◆ Collected data ◆
--
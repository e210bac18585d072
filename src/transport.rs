//! Retrying HTTP transport for the capture-service API.
//!
//! One [`Transport`] owns one pooled `reqwest::Client`; clones share the pool.
//! Idempotent calls are retried with exponential backoff (see
//! [`RetryBudget`]), everything else is sent exactly once.

use crate::config::{ClientConfig, MAX_REQUEST_TIMEOUT};
use crate::error::{Error, Result};
use crate::retry::{RetryBudget, RetryConfig, RetryDecision};
use reqwest::header::{HeaderMap, HeaderName, HeaderValue, ACCEPT, RETRY_AFTER};
use reqwest::{Method, StatusCode};
use serde::de::DeserializeOwned;
use serde::Serialize;
use std::time::Duration;
use tracing::{debug, instrument, warn};

/// Longest error body kept in [`Error::HttpStatus`].
const MAX_ERROR_BODY: usize = 1024;

/// One API call: method, path relative to the base URL, query and body.
#[derive(Debug, Clone)]
pub struct ApiRequest {
    method: Method,
    path: String,
    query: Vec<(String, String)>,
    headers: HeaderMap,
    body: Option<serde_json::Value>,
    timeout: Option<Duration>,
}

impl ApiRequest {
    /// Creates a request for `path` (which must start with `/`).
    #[must_use]
    pub fn new(method: Method, path: impl Into<String>) -> Self {
        Self {
            method,
            path: path.into(),
            query: Vec::new(),
            headers: HeaderMap::new(),
            body: None,
            timeout: None,
        }
    }

    /// Creates a `GET` request.
    #[must_use]
    pub fn get(path: impl Into<String>) -> Self {
        Self::new(Method::GET, path)
    }

    /// Creates a `POST` request.
    #[must_use]
    pub fn post(path: impl Into<String>) -> Self {
        Self::new(Method::POST, path)
    }

    /// Creates a `PUT` request.
    #[must_use]
    pub fn put(path: impl Into<String>) -> Self {
        Self::new(Method::PUT, path)
    }

    /// Creates a `DELETE` request.
    #[must_use]
    pub fn delete(path: impl Into<String>) -> Self {
        Self::new(Method::DELETE, path)
    }

    /// Appends a query parameter.
    #[must_use]
    pub fn query(mut self, key: impl Into<String>, value: impl ToString) -> Self {
        self.query.push((key.into(), value.to_string()));
        self
    }

    /// Adds a header, replacing a client default of the same name.
    ///
    /// # Errors
    ///
    /// Returns [`Error::InvalidHeader`] if the name or value is not valid in
    /// an HTTP header.
    pub fn header(mut self, name: &str, value: &str) -> Result<Self> {
        let header_name =
            HeaderName::from_bytes(name.as_bytes()).map_err(|_| Error::invalid_header(name))?;
        let header_value = HeaderValue::from_str(value).map_err(|_| Error::invalid_header(name))?;
        self.headers.insert(header_name, header_value);
        Ok(self)
    }

    /// Sets a JSON body.
    ///
    /// # Errors
    ///
    /// Returns [`Error::Decode`] if `body` cannot be represented as JSON.
    pub fn json<T: Serialize>(mut self, body: &T) -> Result<Self> {
        let value = serde_json::to_value(body).map_err(|source| Error::Decode {
            path: self.path.clone(),
            source,
        })?;
        self.body = Some(value);
        Ok(self)
    }

    /// Overrides the per-call timeout. Zero means the configured default;
    /// anything above 300 s is clamped.
    #[must_use]
    pub fn timeout(mut self, timeout: Duration) -> Self {
        self.timeout = Some(timeout);
        self
    }

    /// Returns the HTTP method.
    #[must_use]
    pub fn method(&self) -> &Method {
        &self.method
    }

    /// Returns the API path.
    #[must_use]
    pub fn path(&self) -> &str {
        &self.path
    }

    /// Returns `true` for methods that are safe to repeat.
    #[must_use]
    pub fn is_idempotent(&self) -> bool {
        matches!(
            self.method,
            Method::GET | Method::HEAD | Method::OPTIONS | Method::DELETE
        )
    }
}

/// A successful (2xx) API response.
#[derive(Debug, Clone)]
pub struct ApiResponse {
    status: u16,
    path: String,
    body: String,
}

impl ApiResponse {
    /// HTTP status code.
    #[must_use]
    pub fn status(&self) -> u16 {
        self.status
    }

    /// Raw response body.
    #[must_use]
    pub fn text(&self) -> &str {
        &self.body
    }

    /// Decodes the body as JSON.
    ///
    /// # Errors
    ///
    /// Returns [`Error::Decode`] if the body is not the expected JSON.
    pub fn json<T: DeserializeOwned>(&self) -> Result<T> {
        serde_json::from_str(&self.body).map_err(|source| Error::Decode {
            path: self.path.clone(),
            source,
        })
    }
}

/// Connection-pooled HTTP client with timeout and retry policy.
#[derive(Debug, Clone)]
pub struct Transport {
    client: reqwest::Client,
    base_url: String,
    retry: RetryConfig,
    default_timeout: Duration,
}

impl Transport {
    /// Builds the HTTP client described by `config`.
    ///
    /// # Errors
    ///
    /// Returns [`Error::InvalidConfig`] for an unusable API key or proxy and
    /// [`Error::BuildClient`] if the TLS backend cannot be initialized.
    pub fn new(config: &ClientConfig) -> Result<Self> {
        let mut headers = HeaderMap::new();
        headers.insert(ACCEPT, HeaderValue::from_static("application/json"));

        if let Some(api_key) = config.api_key() {
            let mut value = HeaderValue::from_str(api_key).map_err(|_| Error::InvalidConfig {
                message: "api key contains characters not allowed in a header".into(),
            })?;
            value.set_sensitive(true);
            headers.insert("api-key", value);
        }

        let mut builder = reqwest::Client::builder()
            .default_headers(headers)
            .user_agent(config.user_agent.as_str())
            .connect_timeout(config.timeouts.connect)
            .pool_idle_timeout(config.timeouts.pool_idle)
            .https_only(config.base_url().starts_with("https://"));

        if let Some(proxy) = &config.proxy {
            debug!(proxy = %proxy, "Routing API traffic through SOCKS5 proxy");
            builder = builder.proxy(proxy.to_reqwest()?);
        }

        let client = builder
            .build()
            .map_err(|source| Error::BuildClient { source })?;

        Ok(Self {
            client,
            base_url: config.base_url().to_string(),
            retry: config.retry.clone(),
            default_timeout: config.timeouts.request.min(MAX_REQUEST_TIMEOUT),
        })
    }

    /// Returns the API base URL.
    #[must_use]
    pub fn base_url(&self) -> &str {
        &self.base_url
    }

    /// Timeout applied to a call that requested `requested`.
    #[must_use]
    pub fn effective_timeout(&self, requested: Option<Duration>) -> Duration {
        match requested {
            Some(timeout) if !timeout.is_zero() => timeout.min(MAX_REQUEST_TIMEOUT),
            _ => self.default_timeout,
        }
    }

    /// Sends a request, retrying transient failures of idempotent calls.
    ///
    /// A 2xx response is returned as-is (an empty list is a success, not an
    /// error). Everything else becomes an [`Error`].
    ///
    /// # Errors
    ///
    /// Returns the last [`Error::Network`], [`Error::RequestTimeout`] or
    /// [`Error::HttpStatus`] once retries are exhausted or not permitted.
    #[instrument(
        name = "Transport::call",
        skip_all,
        fields(method = %request.method, path = %request.path)
    )]
    pub async fn call(&self, request: &ApiRequest) -> Result<ApiResponse> {
        let timeout = self.effective_timeout(request.timeout);
        let policy = if request.is_idempotent() {
            self.retry.clone()
        } else {
            RetryConfig::disabled()
        };
        let mut budget = RetryBudget::new(policy);

        loop {
            let attempt = budget.failures() + 1;

            let error = match self.send_once(request, timeout).await {
                Ok(response) => {
                    debug!(attempt, status = response.status, "Request completed");
                    return Ok(response);
                }
                Err(error) => error,
            };

            match budget.record_failure(&error) {
                RetryDecision::Retry { delay } => {
                    warn!(
                        attempt,
                        error = %error,
                        delay_ms = u64::try_from(delay.as_millis()).unwrap_or(u64::MAX),
                        "Transient failure, retrying"
                    );
                    tokio::time::sleep(delay).await;
                }
                RetryDecision::GiveUp { reason } => {
                    debug!(attempt, reason = %reason, "Giving up");
                    return Err(error);
                }
            }
        }
    }

    async fn send_once(&self, request: &ApiRequest, timeout: Duration) -> Result<ApiResponse> {
        let url = format!("{}{}", self.base_url, request.path);

        let mut builder = self
            .client
            .request(request.method.clone(), &url)
            .timeout(timeout);
        if !request.query.is_empty() {
            builder = builder.query(&request.query);
        }
        if !request.headers.is_empty() {
            builder = builder.headers(request.headers.clone());
        }
        if let Some(body) = &request.body {
            builder = builder.json(body);
        }

        let response = builder
            .send()
            .await
            .map_err(|source| send_error(request, timeout, source))?;

        let status = response.status();
        let retry_after = parse_retry_after(response.headers());
        let body = response
            .text()
            .await
            .map_err(|source| send_error(request, timeout, source))?;

        if !status.is_success() {
            return Err(Error::HttpStatus {
                method: request.method.to_string(),
                path: request.path.clone(),
                status: status.as_u16(),
                body: truncate_body(&body),
                retry_after: retry_after.filter(|_| status == StatusCode::TOO_MANY_REQUESTS),
            });
        }

        Ok(ApiResponse {
            status: status.as_u16(),
            path: request.path.clone(),
            body,
        })
    }
}

fn send_error(request: &ApiRequest, timeout: Duration, source: reqwest::Error) -> Error {
    if source.is_timeout() {
        Error::RequestTimeout {
            method: request.method.to_string(),
            path: request.path.clone(),
            timeout,
        }
    } else {
        Error::Network {
            method: request.method.to_string(),
            path: request.path.clone(),
            source,
        }
    }
}

/// Reads `Retry-After` as delay-seconds or an HTTP date.
fn parse_retry_after(headers: &HeaderMap) -> Option<Duration> {
    let raw = headers.get(RETRY_AFTER)?.to_str().ok()?.trim();

    if let Ok(seconds) = raw.parse::<u64>() {
        return Some(Duration::from_secs(seconds));
    }

    let at = chrono::DateTime::parse_from_rfc2822(raw).ok()?;
    let wait = at.with_timezone(&chrono::Utc) - chrono::Utc::now();
    Some(wait.to_std().unwrap_or(Duration::ZERO))
}

fn truncate_body(body: &str) -> String {
    if body.len() <= MAX_ERROR_BODY {
        return body.to_string();
    }
    let mut end = MAX_ERROR_BODY;
    while !body.is_char_boundary(end) {
        end -= 1;
    }
    format!("{}... (truncated)", &body[..end])
}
--
◆ Work task ◆
Scan the records above for the word "Network". Show each line in which it appears.

◆ Response to this task ◆
    /// Returns the last [`Error::Network`], [`Error::RequestTimeout`] or
        Error::Network {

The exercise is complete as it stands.